Abstract
My experience is that many outcome tools such as the Health of the Nation Outcome Scale (HoNOS) are both too non-specific and insensitive for day to day clinical use. This is supported by the findings of Parabiaghi et al. [2] and these scales are better suited to evaluating long-term outcomes. Similarly, many clinical rating scales such as the Brief Psychiatric Rating Scale [3] are too time consuming for practical and cost-effective use on a consultation by consultation basis.

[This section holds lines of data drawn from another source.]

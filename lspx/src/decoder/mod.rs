//! Chunk-tag state machine
//!
//! ```text
//! ExpectHeader ──"LSPX"──▶ ReadingChunks ──"BEOF" + counts match──▶ Done
//!      │                        │
//!      └──────── any error ─────┴──────────────────────────────────▶ Failed
//! ```
//!
//! Sprites and atlases are appended in chunk order. If anything fails after
//! the header, everything decoded so far is dropped with the decoder's locals;
//! no partial bundle ever leaves this module.

use std::io::{Read, Seek};

use tracing::{debug, error, warn};

use crate::BUNDLE_ALIGNMENT;
use crate::atlas::{AtlasImage, AtlasStore};
use crate::bundle::Bundle;
use crate::chunk::{AtlasChunk, BundleHeader, ChunkTag, SpriteChunk};
use crate::codec::{AtlasCodec, CodecStage};
use crate::config::{LoaderConfig, UnknownChunkPolicy};
use crate::error::{BundleError, Result};
use crate::reader::ChunkReader;
use crate::registry::SpriteRegistry;
use crate::sprite::Sprite;


/// Smallest SPRT chunk: tag, frame count, empty atlas name, atlas index,
/// 1-byte name padded to 4, six f32s
const MIN_SPRITE_CHUNK_SIZE: usize = 4 + 4 + 4 + 4 + 4 + 4 + 6 * 4;

/// Smallest ATLS chunk: tag, sprite count, empty name, empty payload
const MIN_ATLAS_CHUNK_SIZE: usize = 4 + 4 + 4 + 4;

/// Decoder progress
#[derive(Debug, Clone, Copy, PartialEq, Eq)]
pub enum DecoderState {
    ExpectHeader,
    ReadingChunks,
    Done,
    Failed,
}

/// Drives a [`ChunkReader`] through one bundle
pub struct BundleDecoder<'a, C: AtlasCodec> {
    codec: &'a mut C,
    config: &'a LoaderConfig,
    state: DecoderState,
    sprites_loaded: usize,
    atlases_loaded: usize,
}

impl<'a, C: AtlasCodec> BundleDecoder<'a, C> {
    pub fn new(codec: &'a mut C, config: &'a LoaderConfig) -> Self {
        Self {
            codec,
            config,
            state: DecoderState::ExpectHeader,
            sprites_loaded: 0,
            atlases_loaded: 0,
        }
    }

    pub fn state(&self) -> DecoderState {
        self.state
    }

    /// SPRT chunks decoded by the last run (kept after a failure for diagnostics)
    pub fn sprites_loaded(&self) -> usize {
        self.sprites_loaded
    }

    /// ATLS chunks decoded by the last run
    pub fn atlases_loaded(&self) -> usize {
        self.atlases_loaded
    }

    /// Decode one bundle. Ends in [`DecoderState::Done`] or
    /// [`DecoderState::Failed`].
    pub fn decode<R: Read + Seek>(&mut self, source: R) -> Result<Bundle<C::Texture>> {
        self.state = DecoderState::ExpectHeader;
        self.sprites_loaded = 0;
        self.atlases_loaded = 0;

        match self.run(source) {
            Ok(bundle) => {
                self.state = DecoderState::Done;
                Ok(bundle)
            }
            Err(e) => {
                self.state = DecoderState::Failed;
                Err(e)
            }
        }
    }

    fn run<R: Read + Seek>(&mut self, source: R) -> Result<Bundle<C::Texture>> {
        let mut reader = ChunkReader::new(source)?;

        let header = BundleHeader::read(&mut reader)?;
        let version = header.version as i32;
        debug!(chunk = 0, "Found bundle header");
        debug!(
            version,
            atlas_count = header.atlas_count,
            sprite_count = header.sprite_count,
            atlas_size = header.atlas_size,
            "Bundle header"
        );

        self.state = DecoderState::ReadingChunks;
        // Declared counts are untrusted; never reserve more than the rest of
        // the stream could hold
        let remaining = usize::try_from(reader.remaining()).unwrap_or(usize::MAX);
        let mut sprites = SpriteRegistry::with_capacity(
            header.sprite_count.min(remaining / MIN_SPRITE_CHUNK_SIZE),
            self.config.name_comparison,
        );
        let mut atlases =
            AtlasStore::with_capacity(header.atlas_count.min(remaining / MIN_ATLAS_CHUNK_SIZE));

        loop {
            let offset = reader.position();
            let tag = ChunkTag::from_bytes(reader.read_tag()?);
            let chunk = offset / BUNDLE_ALIGNMENT;

            match tag {
                ChunkTag::Sprite => {
                    if sprites.len() == header.sprite_count {
                        return Err(overflow("sprite", header.sprite_count));
                    }
                    let record = SpriteChunk::read(&mut reader, header.version)?;
                    debug!(
                        chunk,
                        frame_count = record.frame_count,
                        atlas_index = record.atlas_index,
                        name = %record.name,
                        source = ?record.source,
                        origin = ?record.origin,
                        "Found sprite"
                    );
                    sprites.push(sprite_from_record(record, header.atlas_count)?);
                    self.sprites_loaded += 1;
                }
                ChunkTag::Atlas => {
                    if atlases.len() == header.atlas_count {
                        return Err(overflow("atlas", header.atlas_count));
                    }
                    let record = AtlasChunk::read(&mut reader)?;
                    debug!(
                        chunk,
                        sprite_count = record.sprite_count,
                        name = %record.name,
                        payload_size = record.payload.len(),
                        "Found atlas"
                    );
                    let texture = self.decode_texture(atlases.len(), &record.payload)?;
                    atlases.push(AtlasImage {
                        name: record.name,
                        declared_sprites: record.sprite_count,
                        texture,
                    });
                    self.atlases_loaded += 1;
                }
                ChunkTag::End => {
                    debug!(chunk, "Found end of bundle");
                    break;
                }
                ChunkTag::Header | ChunkTag::Unknown(_) => match self.config.unknown_chunks {
                    UnknownChunkPolicy::Fail => {
                        return Err(BundleError::UnknownChunkTag {
                            tag: tag.to_bytes(),
                            offset,
                        });
                    }
                    UnknownChunkPolicy::Skip => {
                        warn!(chunk, tag = ?tag.to_bytes(), "Skipping unknown chunk tag");
                    }
                },
            }
        }

        if sprites.len() != header.sprite_count || atlases.len() != header.atlas_count {
            error!("Sprite or atlas count did not match, bundle released");
            error!(
                sprites = sprites.len(),
                sprites_declared = header.sprite_count,
                atlases = atlases.len(),
                atlases_declared = header.atlas_count,
                "Decoded counts"
            );
            return Err(if sprites.len() != header.sprite_count {
                BundleError::CountMismatch {
                    kind: "sprite",
                    declared: header.sprite_count,
                    decoded: sprites.len(),
                }
            } else {
                BundleError::CountMismatch {
                    kind: "atlas",
                    declared: header.atlas_count,
                    decoded: atlases.len(),
                }
            });
        }

        sprites.finalize();
        Ok(Bundle::from_parts(header, atlases, sprites))
    }

    /// Payload → texture through the three codec steps
    fn decode_texture(&mut self, atlas: usize, payload: &[u8]) -> Result<C::Texture> {
        let raw = self
            .codec
            .decompress(payload)
            .map_err(|e| codec_failure(atlas, CodecStage::Decompress, e))?;
        let image = self
            .codec
            .load_image(&self.config.image_format_hint, &raw)
            .map_err(|e| codec_failure(atlas, CodecStage::LoadImage, e))?;
        self.codec
            .upload_texture(image)
            .map_err(|e| codec_failure(atlas, CodecStage::Upload, e))
    }
}

fn sprite_from_record(record: SpriteChunk, atlas_count: usize) -> Result<Sprite> {
    let atlas_index = usize::try_from(record.atlas_index)
        .ok()
        .filter(|&i| i < atlas_count)
        .ok_or_else(|| BundleError::AtlasIndexOutOfRange {
            name: record.name.clone(),
            atlas_index: record.atlas_index,
            atlas_count,
        })?;

    Ok(Sprite {
        name: record.name,
        atlas_index,
        source: record.source,
        origin: record.origin,
        frame_count: record.frame_count,
        frame_speed: record.frame_speed,
    })
}

/// More chunks of one kind than the header declared
fn overflow(kind: &'static str, declared: usize) -> BundleError {
    error!(kind, declared, "More chunks than declared, bundle released");
    BundleError::CountMismatch {
        kind,
        declared,
        decoded: declared + 1,
    }
}

fn codec_failure<E>(atlas: usize, stage: CodecStage, e: E) -> BundleError
where
    E: std::error::Error + Send + Sync + 'static,
{
    BundleError::CodecFailure {
        atlas,
        stage,
        source: Box::new(e),
    }
}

However self-report scales such as the Depression, Anxiety and Stress Scale (DASS) [4] are easy to use and give good comparative data on a real time basis. The subscales of the DASS have also been shown to correlate well (Spearman's rho<0.6) with the HoNOS [5]. I have been using the DASS for some 5 years to monitor progress of patients with depression and to both demonstrate real change when people report slow progress and to target particular residual symptoms. Also, as it is completed by all patients at their initial assessment I have some practical clinical norms andamworking on a project to formalize these using a large accumulated data sample.
To complement this I am currently developing a selfreport scale covering psychotic symptoms (PPAQ), as these are not sampled by the DASS, and have had this in preliminary use. One interesting finding is that as well as providing comparative data over time it also encourages patients to discuss symptoms that might otherwise pass unnoticed.
On the issue of consent it is my practice to ask all patients at the initial consultation to sign a consent for the use of non-identified data in research and discuss with them usefulness of ‘the forms’.